Les nouveaux tarifs douaniers américains assombrissent les perspectives des exportateurs en Asie et au-delà

BANGKOK – Les nouveaux tarifs douaniers imposés par le président Donald Trump sur les importations américaines en provenance de dizaines de pays sont entrés en vigueur jeudi, dernier chapitre de la saga de la refonte du commerce mondial par Trump. Mais de nombreuses questions demeurent.
Trump a menacé d'imposer des droits de douane allant jusqu'à 200 % sur les importations de produits pharmaceutiques et a décrété une taxe à l'importation de 100 % sur les puces informatiques. La plupart des importations américaines de cuivre, d'acier et d'aluminium sont soumises à des droits de douane de 50 %.
Il n'y a toujours pas d'accord sur les droits de douane qui pourraient s'appliquer aux produits expédiés depuis la Chine.
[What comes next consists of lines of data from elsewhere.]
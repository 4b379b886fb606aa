//! # Step Vocabulary
//!
//! This module defines the types callers use to describe *what to run* and
//! *with which arguments*. Both choice points are explicit tagged unions
//! rather than sentinel conventions:
//!
//! - [`StepTarget`]: run a direct [`Operation`], or look a key up in the
//!   registry.
//! - [`ArgSource`]: pass a fixed argument list verbatim, or derive the
//!   arguments from the previous step's result through a resolver.
//!
//! A [`Step`] pairs a target with an optional argument-source override. The
//! same descriptor drives ad-hoc runs and registry-based sequences.

use crate::operation::Operation;
use serde_json::Value;
use std::fmt;
use std::sync::Arc;

/// Resolver function deriving an argument list from the previous step's
/// result. The result is absent when no step has completed yet.
pub type ArgResolver = Arc<dyn Fn(Option<&Value>) -> Vec<Value> + Send + Sync>;

/// Where a step's arguments come from.
#[derive(Clone)]
pub enum ArgSource {
    /// Fixed positional values, passed to the operation verbatim. The engine
    /// never interprets or invokes them.
    Fixed(Vec<Value>),
    /// Derives the arguments from the previous step's result at the moment
    /// the step begins.
    Resolver(ArgResolver),
}

impl ArgSource {
    /// Fixed argument list.
    pub fn fixed<I>(values: I) -> Self
    where
        I: IntoIterator<Item = Value>,
    {
        Self::Fixed(values.into_iter().collect())
    }

    /// Resolver of the previous result.
    pub fn resolver<F>(resolve: F) -> Self
    where
        F: Fn(Option<&Value>) -> Vec<Value> + Send + Sync + 'static,
    {
        Self::Resolver(Arc::new(resolve))
    }

    /// Materializes the argument list for a step that is about to run.
    pub(crate) fn into_args(self, last_result: Option<&Value>) -> Vec<Value> {
        match self {
            Self::Fixed(values) => values,
            Self::Resolver(resolve) => resolve(last_result),
        }
    }
}

impl From<Vec<Value>> for ArgSource {
    fn from(values: Vec<Value>) -> Self {
        Self::Fixed(values)
    }
}

impl fmt::Debug for ArgSource {
    fn fmt(&self, f: &mut fmt::Formatter<'_>) -> fmt::Result {
        match self {
            Self::Fixed(values) => f.debug_tuple("Fixed").field(values).finish(),
            Self::Resolver(_) => f.write_str("Resolver"),
        }
    }
}

/// What a step runs: a direct operation, or a registry lookup by key.
#[derive(Clone)]
pub enum StepTarget {
    /// An operation supplied inline, bypassing the registry.
    Direct(Arc<dyn Operation>),
    /// A key resolved against the orchestrator's registry when the step runs.
    Key(String),
}

impl fmt::Debug for StepTarget {
    fn fmt(&self, f: &mut fmt::Formatter<'_>) -> fmt::Result {
        match self {
            Self::Direct(op) => f.debug_tuple("Direct").field(&op.name()).finish(),
            Self::Key(key) => f.debug_tuple("Key").field(key).finish(),
        }
    }
}

/// Execution step descriptor: a target plus an optional argument-source
/// override.
///
/// An override wins outright over whatever argument source the registry
/// declares for the key; a registry resolver is not even invoked when an
/// override is present. A step with neither source runs with zero arguments.
#[derive(Clone, Debug)]
pub struct Step {
    pub(crate) target: StepTarget,
    pub(crate) args: Option<ArgSource>,
}

impl Step {
    /// Step that looks `key` up in the registry at run time.
    pub fn key(key: impl Into<String>) -> Self {
        Self {
            target: StepTarget::Key(key.into()),
            args: None,
        }
    }

    /// Step that runs `operation` directly, without a registry.
    pub fn op(operation: impl Operation + 'static) -> Self {
        Self {
            target: StepTarget::Direct(Arc::new(operation)),
            args: None,
        }
    }

    /// Overrides the argument source for this step.
    pub fn with_args(mut self, args: impl Into<ArgSource>) -> Self {
        self.args = Some(args.into());
        self
    }

    /// Overrides the argument source with a resolver of the previous result.
    pub fn with_resolver<F>(self, resolve: F) -> Self
    where
        F: Fn(Option<&Value>) -> Vec<Value> + Send + Sync + 'static,
    {
        self.with_args(ArgSource::resolver(resolve))
    }
}

impl From<&str> for Step {
    fn from(key: &str) -> Self {
        Self::key(key)
    }
}

impl From<String> for Step {
    fn from(key: String) -> Self {
        Self::key(key)
    }
}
L'Inde n'a pas encore conclu d'accord et risque d'être confrontée à des droits de douane de 50 %, alors que Trump fait pression sur elle pour qu'elle cesse d'acheter du pétrole russe.
Des données récentes montrent que l'incertitude assombrit les perspectives des exportateurs du monde entier, alors que la course aux tarifs douaniers s'essouffle pendant la pause des négociations. Les entreprises signalent des milliards de dollars de coûts supplémentaires ou de pertes dus à la hausse des droits d'importation.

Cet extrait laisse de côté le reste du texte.